From the records below, copy every line that contains the word "impl".

EXTRACTED DATA section start

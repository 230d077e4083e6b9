//! Rolling log of gossip exchanges, kept for observability only.

use std::collections::VecDeque;

use crate::types::{ActorId, GameTime, SettlementId};

/// One exchange between a speaker and a listener.
#[derive(Debug, Clone, PartialEq)]
pub struct GossipEvent {
    /// Who told it.
    pub speaker: ActorId,
    /// Who heard it.
    pub listener: ActorId,
    /// Who it was about.
    pub subject: ActorId,
    /// Kind name of the shared memory.
    pub topic: String,
    /// The memory's notes.
    pub message: String,
    /// Where the speaker was, if in a settlement.
    pub location: Option<SettlementId>,
    /// When it was told.
    pub timestamp: GameTime,
}

/// Chronological gossip history, pruned by age.
#[derive(Debug, Clone, Default)]
pub struct GossipLog {
    events: VecDeque<GossipEvent>,
}

impl GossipLog {
    /// An empty log.
    #[must_use]
    pub fn new() -> Self {
        Self::default()
    }

    /// Append an event.
    pub fn push(&mut self, event: GossipEvent) {
        self.events.push_back(event);
    }

    /// Drop events older than `lifespan_days`. Returns how many went.
    pub fn prune(&mut self, now: GameTime, lifespan_days: f64) -> usize {
        let before = self.events.len();
        self.events
            .retain(|e| now.days_since(e.timestamp) <= lifespan_days);
        before - self.events.len()
    }

    /// Events whose subject is `subject`.
    pub fn about(&self, subject: ActorId) -> impl Iterator<Item = &GossipEvent> {
        self.events.iter().filter(move |e| e.subject == subject)
    }

    /// Events at or after `since`.
    pub fn since(&self, since: GameTime) -> impl Iterator<Item = &GossipEvent> {
        self.events.iter().filter(move |e| e.timestamp >= since)
    }

    /// All events, oldest first.
    pub fn iter(&self) -> impl Iterator<Item = &GossipEvent> {
        self.events.iter()
    }

    /// Number of events held.
    #[must_use]
    pub fn len(&self) -> usize {
        self.events.len()
    }

    /// Whether the log is empty.
    #[must_use]
    pub fn is_empty(&self) -> bool {
        self.events.is_empty()
    }
}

EXTRACTED DATA section end

**WRITTEN SOLUTION**
impl GossipLog {
    pub fn about(&self, subject: ActorId) -> impl Iterator<Item = &GossipEvent> {
    pub fn since(&self, since: GameTime) -> impl Iterator<Item = &GossipEvent> {
    pub fn iter(&self) -> impl Iterator<Item = &GossipEvent> {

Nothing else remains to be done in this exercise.